I understand and support the desire to be efficient as long as it
doesn't prevent useful projects from happening. For example, I've cobbled
together some terribly inefficient projects using SWISH-E and Perl that
nonetheless are effective. For example, in one I've used SWISH-E
to index around 18,000 files that only consist of META tags and their
contents. For example:

<LINK REL="SCHEMA.dc" HREF="http://purl.org/metadata/dublin_core">
<META NAME="DC.publisher" CONTENT="The Library, University of California,
Berkeley">
<META NAME="DC.creator" CONTENT="National Information Standards
Organization (NISO) ">
<META NAME="DC.title" CONTENT="Serial Item and Contribution Identifier
Standard">
<META NAME="DC.identifier" CONTENT="http://sunsite.Berkeley.EDU/SICI/">
<META NAME="DC.description" CONTENT="The SICI standard (ANSI/NISO
Z39.560-1996, Version 2)provides an extensible mechanism for the unique
identification of either an issue of a serial title or a contribution
(e.g., article) contained within a serial, regardless of the distribution
medium (paper, electronic, microform,etc.). ">
<META NAME="DC.type" CONTENT="text">
<META NAME="DC.language" CONTENT="eng">
<META NAME="DC.date" CONTENT="1997">
<META NAME="DC.relation" CONTENT="Online version of the paper document
published by the National Information Standards Organization (NISO) .">
<META NAME="DC.rights" CONTENT="Copyright (c) 1997 ANSI/NISO.">
<META NAME="DC.format" CONTENT="text/html">
<META NAME="DC.subject" CONTENT="standard">
<META NAME="DC.subject" CONTENT="identifiers">

This means when a search is performed, I must *parse every hit* in order
to extract the information for display. And this is using Perl, not a
compiled language.
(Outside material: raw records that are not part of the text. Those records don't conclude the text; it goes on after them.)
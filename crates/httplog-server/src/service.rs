//! hyper service running a [`Handler`] per request.

use crate::stream::{ChannelBody, StreamingWriter};
use http::header::UPGRADE;
use http::{Request, Response, StatusCode};
use http_body_util::BodyExt;
use httplog_core::RequestContext;
use httplog_middleware::{BoxError, BoxFuture, ConnectionInfo, Handler};
use hyper::body::Incoming;
use std::convert::Infallible;
use std::sync::Arc;

/// Serves requests on one connection with a shared handler.
///
/// Each request runs on its own task with a fresh [`RequestContext`] and a
/// [`StreamingWriter`]. The response is returned to hyper as soon as the
/// handler commits the head; the body streams afterwards.
///
/// A handler that panics before committing the head produces a bare
/// `500 Internal Server Error`. One that panics later aborts the body.
#[derive(Debug)]
pub struct HandlerService<H> {
    handler: Arc<H>,
    connection: ConnectionInfo,
}

impl<H> Clone for HandlerService<H> {
    fn clone(&self) -> Self {
        Self {
            handler: Arc::clone(&self.handler),
            connection: self.connection,
        }
    }
}

impl<H: Handler> HandlerService<H> {
    /// Creates a service for a connection described by `connection`.
    pub fn new(handler: Arc<H>, connection: ConnectionInfo) -> Self {
        Self {
            handler,
            connection,
        }
    }
}

impl<H: Handler> hyper::service::Service<Request<Incoming>> for HandlerService<H> {
    type Response = Response<ChannelBody>;
    type Error = Infallible;
    type Future = BoxFuture<'static, Result<Self::Response, Self::Error>>;

    fn call(&self, mut request: Request<Incoming>) -> Self::Future {
        let upgrade = request
            .headers()
            .contains_key(UPGRADE)
            .then(|| hyper::upgrade::on(&mut request));

        let (mut parts, body) = request.into_parts();
        parts.extensions.insert(self.connection);
        let request = Request::from_parts(
            parts,
            body.map_err(|e| -> BoxError { Box::new(e) }).boxed_unsync(),
        );

        let (writer, head) = StreamingWriter::new(upgrade);
        let handler = Arc::clone(&self.handler);
        let task = tokio::spawn(async move {
            let mut writer = writer;
            let mut ctx = RequestContext::new();
            handler.serve(&mut ctx, request, &mut writer).await;
            writer.finish().await;
        });

        Box::pin(async move {
            if let Ok(response) = head.await {
                return Ok(response);
            }
            match task.await {
                Err(e) if e.is_panic() => tracing::error!("handler panicked before responding"),
                Err(e) => tracing::error!(error = %e, "handler task failed before responding"),
                Ok(()) => {}
            }
            let mut response = Response::new(ChannelBody::empty());
            *response.status_mut() = StatusCode::INTERNAL_SERVER_ERROR;
            Ok(response)
        })
    }
}
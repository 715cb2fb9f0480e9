//! Common types used by handlers and the middleware.

use bytes::Bytes;
use http_body_util::{BodyExt, Empty, Full};
use std::convert::Infallible;

/// Boxed error type carried by request bodies.
pub type BoxError = Box<dyn std::error::Error + Send + Sync>;

/// A boxed, streaming request body.
pub type BoxBody = http_body_util::combinators::UnsyncBoxBody<Bytes, BoxError>;

/// The HTTP request type handlers receive.
pub type Request = http::Request<BoxBody>;

/// Creates a body holding `bytes`.
pub fn full(bytes: impl Into<Bytes>) -> BoxBody {
    Full::new(bytes.into())
        .map_err(|never: Infallible| match never {})
        .boxed_unsync()
}

/// Creates an empty body.
#[must_use]
pub fn empty() -> BoxBody {
    Empty::<Bytes>::new()
        .map_err(|never: Infallible| match never {})
        .boxed_unsync()
}
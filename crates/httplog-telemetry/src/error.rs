//! Telemetry error types.

use thiserror::Error;

/// Errors that can occur while setting up logging.
#[derive(Debug, Error)]
pub enum TelemetryError {
    /// Failed to initialize logging.
    #[error("Failed to initialize logging: {0}")]
    LoggingInit(String),

    /// Invalid configuration.
    #[error("Invalid configuration: {0}")]
    InvalidConfig(String),
}
//! Request and transaction id sources.
//!
//! The access log layer asks a [`RequestIdFn`] for the request id once per
//! request, and hands a [`TransactionIdFn`] to downstream code which calls it
//! for every event it builds. Both default to a fixed placeholder. The
//! sources here generate UUID v7 ids instead, optionally trusting an id the
//! caller already assigned.
//!
//! UUID v7 is used because it is:
//! - Time-ordered (naturally sortable)
//! - Globally unique without coordination

use crate::types::Request;
use httplog_core::id::{placeholder_id, uuid_v7_id};
use httplog_core::{RequestContext, TransactionIdFn};
use http::header::HeaderName;
use std::sync::Arc;

/// The conventional header carrying a caller-assigned request id.
pub const REQUEST_ID_HEADER: &str = "x-request-id";

/// Longest incoming id accepted by [`header_or_uuid`].
pub const MAX_INCOMING_ID_LEN: usize = 128;

/// Derives the request id from the inbound request.
pub type RequestIdFn = Arc<dyn Fn(&Request) -> String + Send + Sync>;

/// Always returns the placeholder id.
#[must_use]
pub fn placeholder_request_id() -> RequestIdFn {
    Arc::new(|_: &Request| placeholder_id())
}

/// Always returns the placeholder id.
#[must_use]
pub fn placeholder_transaction_id() -> TransactionIdFn {
    Arc::new(|_: &RequestContext| placeholder_id())
}

/// Generates a fresh UUID v7 per request.
#[must_use]
pub fn uuid_request_id() -> RequestIdFn {
    Arc::new(|_: &Request| uuid_v7_id())
}

/// Generates a fresh UUID v7 per event.
#[must_use]
pub fn uuid_transaction_id() -> TransactionIdFn {
    Arc::new(|_: &RequestContext| uuid_v7_id())
}

/// Uses the id found in `header`, or generates a UUID v7 when the header is
/// missing or not a usable id.
///
/// Only enable this for traffic from callers trusted to assign ids, such as
/// internal service-to-service calls.
#[must_use]
pub fn header_or_uuid(header: HeaderName) -> RequestIdFn {
    Arc::new(move |request: &Request| {
        request
            .headers()
            .get(&header)
            .and_then(|value| value.to_str().ok())
            .map(str::trim)
            .filter(|id| is_acceptable_id(id))
            .map_or_else(uuid_v7_id, ToString::to_string)
    })
}

fn is_acceptable_id(id: &str) -> bool {
    !id.is_empty()
        && id.len() <= MAX_INCOMING_ID_LEN
        && id.bytes().all(|b| b.is_ascii_graphic())
}
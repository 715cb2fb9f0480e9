//! Connection metadata attached to inbound requests.
//!
//! The transport inserts a [`ConnectionInfo`] into the request extensions.
//! Requests without one, or with addresses that failed to parse, produce
//! empty address fields in the access record instead of an error.

use std::net::SocketAddr;

/// Socket addresses of the connection a request arrived on.
#[derive(Debug, Clone, Copy, Default, PartialEq, Eq)]
pub struct ConnectionInfo {
    /// The client address.
    pub remote_addr: Option<SocketAddr>,
    /// The local address the request was accepted on.
    pub local_addr: Option<SocketAddr>,
}

impl ConnectionInfo {
    /// Creates connection info from known addresses.
    #[must_use]
    pub const fn new(remote_addr: SocketAddr, local_addr: SocketAddr) -> Self {
        Self {
            remote_addr: Some(remote_addr),
            local_addr: Some(local_addr),
        }
    }

    /// Parses textual `ip:port` addresses, leaving unparsable ones unset.
    #[must_use]
    pub fn parse(remote_addr: &str, local_addr: &str) -> Self {
        Self {
            remote_addr: parse_addr(remote_addr),
            local_addr: parse_addr(local_addr),
        }
    }

    /// The client IP, or an empty string when unknown.
    #[must_use]
    pub fn source_ip(&self) -> String {
        self.remote_addr
            .map(|addr| addr.ip().to_string())
            .unwrap_or_default()
    }

    /// The local IP, or an empty string when unknown.
    #[must_use]
    pub fn destination_ip(&self) -> String {
        self.local_addr
            .map(|addr| addr.ip().to_string())
            .unwrap_or_default()
    }

    /// The local port, if known.
    #[must_use]
    pub fn destination_port(&self) -> Option<u16> {
        self.local_addr.map(|addr| addr.port())
    }
}

fn parse_addr(addr: &str) -> Option<SocketAddr> {
    match addr.parse() {
        Ok(addr) => Some(addr),
        Err(e) => {
            tracing::debug!(addr, error = %e, "ignoring malformed socket address");
            None
        }
    }
}
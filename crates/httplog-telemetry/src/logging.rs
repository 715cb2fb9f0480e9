//! Structured logging setup.
//!
//! Installs a `tracing-subscriber` registry so that records forwarded by
//! [`TracingSink`](crate::TracingSink) and httplog's own diagnostics end up
//! on stdout, as JSON in production or pretty-printed in development.
//!
//! # Example
//!
//! ```rust,ignore
//! use httplog_telemetry::{init_logging, LogConfig};
//!
//! init_logging(&LogConfig::production())?;
//! ```

use crate::error::TelemetryError;
use crate::TelemetryResult;
use tracing_subscriber::layer::SubscriberExt;
use tracing_subscriber::util::SubscriberInitExt;
use tracing_subscriber::{EnvFilter, Layer};

/// Logging configuration.
#[derive(Debug, Clone)]
pub struct LogConfig {
    /// Whether logging is enabled.
    pub enabled: bool,

    /// Filter directive (e.g. "info", "httplog=info,hyper=warn").
    pub level: String,

    /// Whether to output JSON format.
    pub json_format: bool,

    /// Whether to include file/line info.
    pub file_line_info: bool,

    /// Whether to include target (module path).
    pub include_target: bool,
}

impl Default for LogConfig {
    fn default() -> Self {
        Self::production()
    }
}

impl LogConfig {
    /// Human-readable output at debug level.
    #[must_use]
    pub fn development() -> Self {
        Self {
            enabled: true,
            level: "debug".to_string(),
            json_format: false,
            file_line_info: true,
            include_target: true,
        }
    }

    /// JSON output at info level.
    #[must_use]
    pub fn production() -> Self {
        Self {
            enabled: true,
            level: "info".to_string(),
            json_format: true,
            file_line_info: false,
            include_target: true,
        }
    }
}

/// Initializes the global logging subscriber.
///
/// # Errors
///
/// Returns `TelemetryError::InvalidConfig` if the filter is invalid and
/// `TelemetryError::LoggingInit` if a global subscriber is already installed.
pub fn init_logging(config: &LogConfig) -> TelemetryResult<()> {
    if !config.enabled {
        return Ok(());
    }

    let filter = create_env_filter(&config.level)?;

    if config.json_format {
        let fmt_layer = tracing_subscriber::fmt::layer()
            .json()
            .with_file(config.file_line_info)
            .with_line_number(config.file_line_info)
            .with_target(config.include_target)
            .with_filter(filter);

        tracing_subscriber::registry()
            .with(fmt_layer)
            .try_init()
            .map_err(|e| TelemetryError::LoggingInit(e.to_string()))?;
    } else {
        let fmt_layer = tracing_subscriber::fmt::layer()
            .pretty()
            .with_file(config.file_line_info)
            .with_line_number(config.file_line_info)
            .with_target(config.include_target)
            .with_filter(filter);

        tracing_subscriber::registry()
            .with(fmt_layer)
            .try_init()
            .map_err(|e| TelemetryError::LoggingInit(e.to_string()))?;
    }

    Ok(())
}

/// Creates an env filter from a directive string.
///
/// # Errors
///
/// Returns `TelemetryError::InvalidConfig` if the filter string is invalid.
pub fn create_env_filter(filter: &str) -> TelemetryResult<EnvFilter> {
    EnvFilter::try_new(filter)
        .map_err(|e| TelemetryError::InvalidConfig(format!("invalid log filter {filter:?}: {e}")))
}
//! # httplog middleware
//!
//! Access logging around an HTTP handler.
//!
//! ```text
//! Request → AccessLogHandler ─ Start ─ Dispatch ─→ Handler
//!                                                     ↓
//! Sink   ← AccessRecord ← Finalize ←─────────────────┘
//! ```
//!
//! | Piece                  | Purpose                                          |
//! |------------------------|--------------------------------------------------|
//! | [`RecordingWriter`]    | Observes status and bytes written                |
//! | [`RecordingBody`]      | Counts request body bytes read                   |
//! | [`redact_query`]       | Masks sensitive query parameters                 |
//! | [`AccessLogConfig`]    | Service identity, tags, id sources, redaction    |
//! | [`AccessLogMiddleware`]| Builds and emits the access record               |
//!
//! Code behind the middleware builds correlated events from the
//! [`RequestContext`]:
//!
//! ```
//! use httplog_middleware::{full, AccessLogConfig, BufferedWriter, FnHandler, Handler};
//! use httplog_core::{MemorySink, RequestContext};
//! use std::sync::Arc;
//!
//! # tokio_test::block_on(async {
//! let sink = MemorySink::new();
//! let handler = AccessLogConfig::builder()
//!     .service("billing")
//!     .sink(Arc::new(sink.clone()))
//!     .build()
//!     .unwrap()
//!     .wrap(FnHandler::new(|ctx, _request, writer| {
//!         Box::pin(async move {
//!             let event = ctx.new_event().unwrap().with_action("charged");
//!             ctx.logger().unwrap().info(&event).unwrap();
//!             writer.write_all(b"ok").unwrap();
//!         })
//!     }));
//!
//! let mut ctx = RequestContext::new();
//! let mut writer = BufferedWriter::new();
//! handler.serve(&mut ctx, http::Request::new(full("")), &mut writer).await;
//!
//! assert_eq!(sink.with_schema("event").len(), 1);
//! assert_eq!(sink.with_schema("access").len(), 1);
//! # });
//! ```

#![doc(html_root_url = "https://docs.rs/httplog-middleware/0.1.0")]
#![warn(missing_docs)]
#![forbid(unsafe_code)]

mod access_log;
mod body;
pub mod config;
mod connection;
mod handler;
mod recorder;
mod redact;
pub mod request_id;
pub mod settings;
pub mod types;
pub mod writer;

pub use access_log::{AccessLogHandler, AccessLogMiddleware};
pub use body::{ByteCounter, RecordingBody};
pub use config::{AccessLogConfig, AccessLogConfigBuilder};
pub use connection::ConnectionInfo;
pub use handler::{BoxFuture, FnHandler, Handler};
pub use httplog_core::RequestContext;
pub use recorder::{RecordingWriter, ResponseObserver};
pub use redact::{normalize_query, redact_query, REDACTED};
pub use request_id::{header_or_uuid, RequestIdFn, REQUEST_ID_HEADER};
pub use settings::AccessLogSettings;
pub use types::{empty, full, BoxBody, BoxError, Request};
pub use writer::{BufferedWriter, Capabilities, CloseNotify, Flush, ResponseWriter, Upgrade};
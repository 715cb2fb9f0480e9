//! The handler trait that the access log layer wraps.
//!
//! A [`Handler`] receives the per-request [`RequestContext`], the request and
//! the response channel. Layers such as [`AccessLogHandler`] implement the
//! same trait around an inner handler, so they stack freely.
//!
//! [`AccessLogHandler`]: crate::AccessLogHandler
//!
//! # Example
//!
//! ```ignore
//! use httplog_middleware::{FnHandler, ResponseWriter};
//!
//! let hello = FnHandler::new(|_ctx, _request, writer| {
//!     Box::pin(async move {
//!         let _ = writer.write_all(b"hello");
//!     })
//! });
//! ```

use crate::types::Request;
use crate::writer::ResponseWriter;
use httplog_core::RequestContext;
use std::future::Future;
use std::pin::Pin;
use std::sync::Arc;

/// A boxed, sendable future.
pub type BoxFuture<'a, T> = Pin<Box<dyn Future<Output = T> + Send + 'a>>;

/// Serves one request by writing to a [`ResponseWriter`].
///
/// # Invariants
///
/// - A handler writes its response through `writer` only
/// - A wrapping handler MUST pass the context on to the handler it wraps
pub trait Handler: Send + Sync + 'static {
    /// Serves `request`.
    fn serve<'a>(
        &'a self,
        ctx: &'a mut RequestContext,
        request: Request,
        writer: &'a mut dyn ResponseWriter,
    ) -> BoxFuture<'a, ()>;
}

impl<H: Handler + ?Sized> Handler for Arc<H> {
    fn serve<'a>(
        &'a self,
        ctx: &'a mut RequestContext,
        request: Request,
        writer: &'a mut dyn ResponseWriter,
    ) -> BoxFuture<'a, ()> {
        (**self).serve(ctx, request, writer)
    }
}

impl<H: Handler + ?Sized> Handler for Box<H> {
    fn serve<'a>(
        &'a self,
        ctx: &'a mut RequestContext,
        request: Request,
        writer: &'a mut dyn ResponseWriter,
    ) -> BoxFuture<'a, ()> {
        (**self).serve(ctx, request, writer)
    }
}

/// A handler built from a closure returning a [`BoxFuture`].
pub struct FnHandler<F> {
    func: F,
}

impl<F> FnHandler<F>
where
    F: for<'a> Fn(
            &'a mut RequestContext,
            Request,
            &'a mut dyn ResponseWriter,
        ) -> BoxFuture<'a, ()>
        + Send
        + Sync
        + 'static,
{
    /// Creates a handler from `func`.
    pub const fn new(func: F) -> Self {
        Self { func }
    }
}

impl<F> Handler for FnHandler<F>
where
    F: for<'a> Fn(
            &'a mut RequestContext,
            Request,
            &'a mut dyn ResponseWriter,
        ) -> BoxFuture<'a, ()>
        + Send
        + Sync
        + 'static,
{
    fn serve<'a>(
        &'a self,
        ctx: &'a mut RequestContext,
        request: Request,
        writer: &'a mut dyn ResponseWriter,
    ) -> BoxFuture<'a, ()> {
        (self.func)(ctx, request, writer)
    }
}

impl<F> std::fmt::Debug for FnHandler<F> {
    fn fmt(&self, f: &mut std::fmt::Formatter<'_>) -> std::fmt::Result {
        f.debug_struct("FnHandler").finish_non_exhaustive()
    }
}

#[cfg(test)]
mod tests {
    use super::*;
    use crate::types::full;
    use crate::writer::BufferedWriter;
    use http::StatusCode;

    #[tokio::test]
    async fn test_fn_handler_writes_response() {
        let handler = FnHandler::new(|_ctx, _request, writer| {
            Box::pin(async move {
                writer.write_status(StatusCode::ACCEPTED);
                writer.write_all(b"queued").unwrap();
            })
        });

        let mut ctx = RequestContext::new();
        let mut writer = BufferedWriter::new();
        let request = http::Request::new(full(""));
        handler.serve(&mut ctx, request, &mut writer).await;

        assert_eq!(writer.status(), Some(StatusCode::ACCEPTED));
        assert_eq!(writer.body(), b"queued");
    }

    #[tokio::test]
    async fn test_shared_handler_delegates() {
        let handler: Arc<dyn Handler> = Arc::new(FnHandler::new(|_ctx, _request, writer| {
            Box::pin(async move {
                writer.write_all(b"shared").unwrap();
            })
        }));

        let mut ctx = RequestContext::new();
        let mut writer = BufferedWriter::new();
        handler
            .serve(&mut ctx, http::Request::new(full("")), &mut writer)
            .await;

        assert_eq!(writer.body(), b"shared");
    }
}
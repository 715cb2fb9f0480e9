//! The outbound response channel.
//!
//! Handlers write their response through a [`ResponseWriter`]: headers are
//! mutable until the head is committed, the first status set sticks, and a
//! write without a prior status commits `200 OK`.
//!
//! Some transports offer more than plain writes. Those optional capabilities
//! are discovered through explicit queries rather than downcasting:
//!
//! | Capability      | Query                               | Used for                          |
//! |-----------------|-------------------------------------|-----------------------------------|
//! | [`Flush`]       | [`ResponseWriter::flusher`]         | pushing buffered bytes to client  |
//! | [`Upgrade`]     | [`ResponseWriter::upgrader`]        | connection takeover (WebSocket)   |
//! | [`CloseNotify`] | [`ResponseWriter::close_notifier`]  | noticing a client disconnect      |
//!
//! Wrappers must answer these queries exactly like the writer they wrap,
//! otherwise a handler relying on a capability silently loses it.

use crate::handler::BoxFuture;
use bytes::{Bytes, BytesMut};
use http::{HeaderMap, StatusCode};
use http_body_util::Full;
use std::io;

/// Optional capabilities a writer supports.
#[derive(Debug, Clone, Copy, Default, PartialEq, Eq)]
pub struct Capabilities {
    /// Buffered bytes can be flushed to the client.
    pub flush: bool,
    /// The connection can be taken over after the response head.
    pub upgrade: bool,
    /// The writer can report that the client went away.
    pub close_notify: bool,
}

impl Capabilities {
    /// No optional capability.
    pub const NONE: Self = Self {
        flush: false,
        upgrade: false,
        close_notify: false,
    };
}

/// Pushes buffered response bytes to the client.
pub trait Flush {
    /// Flushes buffered bytes, committing the response head if needed.
    fn flush(&mut self) -> io::Result<()>;
}

/// Hands the underlying connection over to the handler.
pub trait Upgrade {
    /// Takes the pending upgrade. Returns `None` once taken, or when the
    /// request did not ask for an upgrade.
    ///
    /// The future resolves after the response head (normally
    /// `101 Switching Protocols`) has been sent.
    fn take_upgrade(&mut self) -> Option<hyper::upgrade::OnUpgrade>;
}

/// Reports a client disconnect.
pub trait CloseNotify {
    /// Resolves once the client can no longer receive the response.
    fn closed(&self) -> BoxFuture<'static, ()>;
}

/// The response channel a handler writes to.
pub trait ResponseWriter: Send {
    /// Response headers.
    fn headers(&self) -> &HeaderMap;

    /// Mutable response headers. Changes after the head is committed are
    /// not sent.
    fn headers_mut(&mut self) -> &mut HeaderMap;

    /// Sets the response status. Only the first call takes effect, and none
    /// after the head is committed.
    fn write_status(&mut self, status: StatusCode);

    /// Writes body bytes, returning how many were accepted.
    fn write(&mut self, buf: &[u8]) -> io::Result<usize>;

    /// Writes the whole buffer, retrying short writes.
    fn write_all(&mut self, mut buf: &[u8]) -> io::Result<()> {
        while !buf.is_empty() {
            match self.write(buf) {
                Ok(0) => {
                    return Err(io::Error::new(
                        io::ErrorKind::WriteZero,
                        "failed to write whole buffer",
                    ))
                }
                Ok(n) => buf = &buf[n..],
                Err(e) if e.kind() == io::ErrorKind::Interrupted => {}
                Err(e) => return Err(e),
            }
        }
        Ok(())
    }

    /// Which optional capabilities this writer supports.
    fn capabilities(&self) -> Capabilities {
        Capabilities::NONE
    }

    /// Flush capability, if supported.
    fn flusher(&mut self) -> Option<&mut dyn Flush> {
        None
    }

    /// Upgrade capability, if supported.
    fn upgrader(&mut self) -> Option<&mut dyn Upgrade> {
        None
    }

    /// Close notification capability, if supported.
    fn close_notifier(&self) -> Option<&dyn CloseNotify> {
        None
    }
}

impl<W: ResponseWriter + ?Sized> ResponseWriter for &mut W {
    fn headers(&self) -> &HeaderMap {
        (**self).headers()
    }

    fn headers_mut(&mut self) -> &mut HeaderMap {
        (**self).headers_mut()
    }

    fn write_status(&mut self, status: StatusCode) {
        (**self).write_status(status);
    }

    fn write(&mut self, buf: &[u8]) -> io::Result<usize> {
        (**self).write(buf)
    }

    fn capabilities(&self) -> Capabilities {
        (**self).capabilities()
    }

    fn flusher(&mut self) -> Option<&mut dyn Flush> {
        (**self).flusher()
    }

    fn upgrader(&mut self) -> Option<&mut dyn Upgrade> {
        (**self).upgrader()
    }

    fn close_notifier(&self) -> Option<&dyn CloseNotify> {
        (**self).close_notifier()
    }
}

/// A writer that collects the whole response in memory.
///
/// Supports no optional capability. Convert it into an
/// `http::Response<Full<Bytes>>` with [`BufferedWriter::into_response`].
#[derive(Debug, Default)]
pub struct BufferedWriter {
    status: Option<StatusCode>,
    headers: HeaderMap,
    body: BytesMut,
}

impl BufferedWriter {
    /// Creates an empty writer.
    #[must_use]
    pub fn new() -> Self {
        Self::default()
    }

    /// The committed status, if any.
    #[must_use]
    pub fn status(&self) -> Option<StatusCode> {
        self.status
    }

    /// Bytes written so far.
    #[must_use]
    pub fn body(&self) -> &[u8] {
        &self.body
    }

    /// Builds the response. A writer that was never written to yields
    /// `200 OK` with an empty body.
    #[must_use]
    pub fn into_response(self) -> http::Response<Full<Bytes>> {
        let mut response = http::Response::new(Full::new(self.body.freeze()));
        *response.status_mut() = self.status.unwrap_or(StatusCode::OK);
        *response.headers_mut() = self.headers;
        response
    }
}

impl ResponseWriter for BufferedWriter {
    fn headers(&self) -> &HeaderMap {
        &self.headers
    }

    fn headers_mut(&mut self) -> &mut HeaderMap {
        &mut self.headers
    }

    fn write_status(&mut self, status: StatusCode) {
        if self.status.is_none() {
            self.status = Some(status);
        }
    }

    fn write(&mut self, buf: &[u8]) -> io::Result<usize> {
        self.status.get_or_insert(StatusCode::OK);
        self.body.extend_from_slice(buf);
        Ok(buf.len())
    }
}

#[cfg(test)]
mod tests {
    use super::*;
    use http::header::CONTENT_TYPE;
    use http_body_util::BodyExt;

    /// Accepts at most `max` bytes per call.
    struct Trickle {
        inner: BufferedWriter,
        max: usize,
    }

    impl ResponseWriter for Trickle {
        fn headers(&self) -> &HeaderMap {
            self.inner.headers()
        }

        fn headers_mut(&mut self) -> &mut HeaderMap {
            self.inner.headers_mut()
        }

        fn write_status(&mut self, status: StatusCode) {
            self.inner.write_status(status);
        }

        fn write(&mut self, buf: &[u8]) -> io::Result<usize> {
            let n = buf.len().min(self.max);
            self.inner.write(&buf[..n])
        }
    }

    #[test]
    fn test_buffered_default_status_is_ok() {
        let writer = BufferedWriter::new();
        assert_eq!(writer.into_response().status(), StatusCode::OK);
    }

    #[test]
    fn test_buffered_first_status_sticks() {
        let mut writer = BufferedWriter::new();
        writer.write_status(StatusCode::CREATED);
        writer.write_status(StatusCode::ACCEPTED);
        assert_eq!(writer.status(), Some(StatusCode::CREATED));
    }

    #[test]
    fn test_buffered_write_commits_ok() {
        let mut writer = BufferedWriter::new();
        writer.write_all(b"hi").unwrap();
        writer.write_status(StatusCode::CREATED);
        assert_eq!(writer.status(), Some(StatusCode::OK));
    }

    #[tokio::test]
    async fn test_buffered_into_response() {
        let mut writer = BufferedWriter::new();
        writer
            .headers_mut()
            .insert(CONTENT_TYPE, "text/plain".parse().unwrap());
        writer.write_status(StatusCode::NOT_FOUND);
        writer.write_all(b"missing").unwrap();

        let response = writer.into_response();
        assert_eq!(response.status(), StatusCode::NOT_FOUND);
        assert_eq!(response.headers()[CONTENT_TYPE], "text/plain");
        let body = response.into_body().collect().await.unwrap().to_bytes();
        assert_eq!(&body[..], b"missing");
    }

    #[test]
    fn test_write_all_retries_short_writes() {
        let mut writer = Trickle {
            inner: BufferedWriter::new(),
            max: 3,
        };
        writer.write_all(b"hello world").unwrap();
        assert_eq!(writer.inner.body(), b"hello world");
    }

    #[test]
    fn test_write_all_fails_on_zero_write() {
        let mut writer = Trickle {
            inner: BufferedWriter::new(),
            max: 0,
        };
        let err = writer.write_all(b"x").unwrap_err();
        assert_eq!(err.kind(), io::ErrorKind::WriteZero);
    }

    #[test]
    fn test_buffered_has_no_capabilities() {
        let mut writer = BufferedWriter::new();
        assert_eq!(writer.capabilities(), Capabilities::NONE);
        assert!(writer.flusher().is_none());
        assert!(writer.upgrader().is_none());
        assert!(writer.close_notifier().is_none());
    }

    #[test]
    fn test_mut_ref_delegates() {
        let mut writer = BufferedWriter::new();
        {
            let mut by_ref: &mut dyn ResponseWriter = &mut writer;
            by_ref.write_status(StatusCode::ACCEPTED);
            ResponseWriter::write_all(&mut by_ref, b"ok").unwrap();
        }
        assert_eq!(writer.status(), Some(StatusCode::ACCEPTED));
        assert_eq!(writer.body(), b"ok");
    }
}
To see the response time for a search that retrieves
364 items go to (or do your own search at
http://sunsite.berkeley.edu/ImageCatalog/ ): 

http://sunsite.Berkeley.EDU/cgi-bin/searchimages.pl?keyword=mission&database=catalog-z.swish&display=briefplus&displaynum=10&results=0

You will find that besides the time it takes for the Web client to
download the images, it is the initial search that takes the longest chunk
of time, since I write out a temporary file that speeds up the response
when another page of results is requested. But even so, I think you will
find the response time to be decent, particularly for a prototype.

So as much as I may work to increase efficiencies, I too often run into
those who would not do something *at all* because it is too inefficient.
In my opinion, good enough is often just that -- good enough. And CPU
cycles don't do you one bit of good until you burn them.
Roy Tennant
Received on Fri Jun 5 07:24:16 1998